Notions of mechanism, emergence, reduction and explanation are all tied to levels of analysis. I cover the relationship between lower and higher levels, suggest a level of mechanism approach for neuroscience in which the components of a mechanism can themselves be further decomposed and argue that scientists' goals are best realized by focusing on pragmatic concerns rather than on metaphysical claims about what is 'real'. Inexplicably, neuroscientists are enchanted by both reduction and emergence. A fascination with reduction is misplaced given that theory is neither sufficiently developed nor formal to allow it, whereas metaphysical claims of emergence bring physicalism into question. Moreover, neuroscience's existence as a discipline is owed to higher-level concepts that prove useful in practice. Claims of biological plausibility are shown to be incoherent from a level of mechanism view and more generally are vacuous. Instead, the relevant findings to address should be specified so that model selection procedures can adjudicate between competing accounts. Model selection can help reduce theoretical confusions and direct empirical investigations. Although measures themselves, such as behaviour, blood-oxygen-level-dependent (BOLD) and single-unit recordings, are not levels of analysis, like levels, no measure is fundamental and understanding how measures relate can hasten scientific progress. This article is part of the theme issue 'Key relationships between non-invasive functional neuroimaging and the underlying neuronal activity'.

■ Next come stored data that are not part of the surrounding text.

//! One pick, end to end: list, look up, select.

use sp_common::Error;
use tracing::{debug, info};

use crate::collect::{list_devices, ToolRunner};
use crate::config::PickConfig;
use crate::select::{select, Selection};

/// Run the listing tool once and select a device for `config`.
///
/// Nothing is written anywhere; the caller decides what to print.
pub fn run(runner: &ToolRunner, config: &PickConfig) -> Result<Selection, Error> {
    let catalog = list_devices(runner, &config.xcrun, config.timeout)?;

    let devices = catalog.devices(&config.runtime);
    debug!(
        runtime = %config.runtime,
        devices = devices.len(),
        known_runtimes = catalog.len(),
        "resolved runtime"
    );

    let selection = select(&devices, &config.request);
    info!(
        runtime = %config.runtime,
        udid = %selection.udid,
        rule = ?selection.rule,
        "selected device"
    );
    Ok(selection)
}

#[cfg(all(test, unix))]
mod tests {
    use super::*;
    use sp_common::SelectionRequest;
    use std::time::Duration;

    #[test]
    fn test_run_with_missing_tool() {
        let config = PickConfig::new("rt").with_xcrun("sp-definitely-not-a-real-xcrun");
        let err = run(&ToolRunner::with_defaults(), &config).unwrap_err();
        assert!(matches!(err, Error::ToolNotFound { .. }));
    }

    // `echo` ignores the simctl arguments and prints them back, which is
    // not JSON.
    #[test]
    fn test_run_with_non_json_tool() {
        let config = PickConfig::new("rt")
            .with_xcrun("echo")
            .with_timeout(Duration::from_secs(5));
        let err = run(&ToolRunner::with_defaults(), &config).unwrap_err();
        assert!(matches!(err, Error::Decode { .. }));
    }

    // `true` prints nothing and exits 0; empty output is not JSON either.
    #[test]
    fn test_run_with_silent_tool() {
        let config = PickConfig::new("rt")
            .with_xcrun("true")
            .with_request(SelectionRequest::new().prefer("iPhone 15"));
        let err = run(&ToolRunner::with_defaults(), &config).unwrap_err();
        assert!(matches!(err, Error::Decode { .. }));
    }

    #[test]
    fn test_run_with_failing_tool() {
        let config = PickConfig::new("rt").with_xcrun("false");
        let err = run(&ToolRunner::with_defaults(), &config).unwrap_err();
        assert!(matches!(err, Error::ToolFailed { .. }));
    }
}
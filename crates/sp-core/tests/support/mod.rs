//! Fake simctl harness for CLI tests.
//!
//! Tests run the binary with `--xcrun sh` from inside a temp directory that
//! holds a script named `simctl`. The binary then executes
//! `sh simctl list devices available -j`, so the script stands in for
//! `xcrun simctl` without writing and exec'ing a fresh executable (which can
//! fail with ETXTBSY under the parallel test runner).

#![allow(dead_code)]

use assert_cmd::Command;
use std::fs;
use tempfile::TempDir;

pub const IOS_17: &str = "com.apple.CoreSimulator.SimRuntime.iOS-17-2";

/// Environment variables that change logging or tool selection.
const SCRUBBED_ENV: &[&str] = &[
    "RUST_LOG",
    "SIMCTL_PICK_LOG",
    "SIMCTL_PICK_LOG_FORMAT",
    "SIMCTL_PICK_XCRUN",
    "SIMCTL_PICK_TIMEOUT_SECONDS",
];

/// Get a Command for the simctl-pick binary with a clean environment.
pub fn simctl_pick() -> Command {
    let mut cmd = Command::cargo_bin("simctl-pick").expect("simctl-pick binary should exist");
    for var in SCRUBBED_ENV {
        cmd.env_remove(var);
    }
    cmd
}

/// A temp directory containing a `simctl` shell script.
pub struct FakeSimctl {
    dir: TempDir,
}

impl FakeSimctl {
    /// Script body run by `sh`.
    pub fn script(body: &str) -> Self {
        let dir = TempDir::new().expect("create temp dir");
        fs::write(dir.path().join("simctl"), body).expect("write fake simctl");
        Self { dir }
    }

    /// Script that prints `json` and exits 0.
    pub fn listing(json: &str) -> Self {
        Self::script(&format!("cat <<'JSON'\n{}\nJSON\n", json))
    }

    /// simctl-pick wired to this fake.
    pub fn command(&self) -> Command {
        let mut cmd = simctl_pick();
        cmd.current_dir(self.dir.path()).args(["--xcrun", "sh"]);
        cmd
    }
}

/// Listing with one runtime bucket.
pub fn listing_for(runtime: &str, devices: &str) -> String {
    format!(r#"{{"devices": {{"{}": {}}}}}"#, runtime, devices)
}
//! Device selection.
//!
//! Rules, first match wins:
//!
//! 1. Preferred names in caller order, each matched exactly against the
//!    devices in listing order. A matched device with no udid yields the
//!    empty string; the search stops there.
//! 2. The substring filter, if supplied, against device names in listing
//!    order. An absent name reads as empty, and an empty filter matches
//!    every device.
//! 3. The first device, or the empty string if there are none.
//!
//! Selection is pure: no I/O, no state.

use serde::Serialize;
use sp_common::{DeviceRecord, SelectionRequest};

/// Which rule produced a selection.
#[derive(Debug, Clone, PartialEq, Eq, Serialize)]
#[serde(tag = "rule", rename_all = "snake_case")]
pub enum MatchRule {
    /// Exact match on `request.preferred_names[priority]`.
    Preferred { priority: usize, position: usize },
    /// Substring match at `position` in the device list.
    Contains { position: usize },
    /// Nothing matched; the first listed device was taken.
    FirstDevice,
    /// The runtime has no devices.
    NoDevices,
}

/// Outcome of a selection: the identifier and the rule that chose it.
#[derive(Debug, Clone, PartialEq, Eq, Serialize)]
pub struct Selection {
    /// Selected udid; empty when the chosen device has none or nothing
    /// was available.
    pub udid: String,
    #[serde(flatten)]
    pub rule: MatchRule,
}

impl Selection {
    fn of(device: &DeviceRecord, rule: MatchRule) -> Self {
        Self {
            udid: device.udid_or_empty().to_string(),
            rule,
        }
    }
}

/// Select a device for `request` from `devices`.
pub fn select(devices: &[DeviceRecord], request: &SelectionRequest) -> Selection {
    for (priority, wanted) in request.preferred_names.iter().enumerate() {
        if let Some(position) = devices
            .iter()
            .position(|d| d.name.as_deref() == Some(wanted.as_str()))
        {
            // Terminal even when the udid is missing.
            return Selection::of(&devices[position], MatchRule::Preferred { priority, position });
        }
    }

    if let Some(needle) = request.contains.as_deref() {
        if let Some(position) = devices
            .iter()
            .position(|d| d.name_or_empty().contains(needle))
        {
            return Selection::of(&devices[position], MatchRule::Contains { position });
        }
    }

    match devices.first() {
        Some(first) => Selection::of(first, MatchRule::FirstDevice),
        None => Selection {
            udid: String::new(),
            rule: MatchRule::NoDevices,
        },
    }
}

/// Convenience wrapper returning only the identifier.
pub fn pick_udid<S: AsRef<str>>(
    devices: &[DeviceRecord],
    preferred_names: &[S],
    contains: Option<&str>,
) -> String {
    let request = SelectionRequest::new()
        .with_preferred(preferred_names.iter().map(|s| s.as_ref().to_string()))
        .with_contains(contains.map(str::to_string));
    select(devices, &request).udid
}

Keywords: biological plausibility; emergence; levels of analysis; mechanism; model selection; reduction.

Figure 1.

Marr's levels compared to abstraction layers in computing with examples of each. Marr's levels are clearly influenced by abstraction layers in computer science, though Marr's levels are less fine grain, particularly for levels of interest to many neuroscientists. On the left, an example from category learning is shown in which an algorithmic model [5] was fit to behaviour and its internal representations are used to interpret BOLD response [6]. On the right, a sorting algorithm addressed the computational level problem of sorting and was implemented by a digital computer. The abstraction layers in computing make clear that moving to a lower layer introduces additional detail (more information) about the computation whereas higher layers introduce abstract constructs that can be realized in multiple ways. (Online version in colour.)

Figure 2.

Models should be preferred to the extent that they predict and only predict the true data patterns. A model selection procedure should prefer the green model over the dashed-red model because both models capture the same findings but the dashed-red model is consistent with more events that do not occur. The red model is more flexible, related to the common (and not always correct) criticism that a model with enough parameters can fit anything. The interesting case is the green versus blue model. Both models are equally complex (i.e. flexible) but account for different aspects of the data. Claims of biological plausibility can amount to advocating for the green or blue model from no firm basis. (Online version in colour.)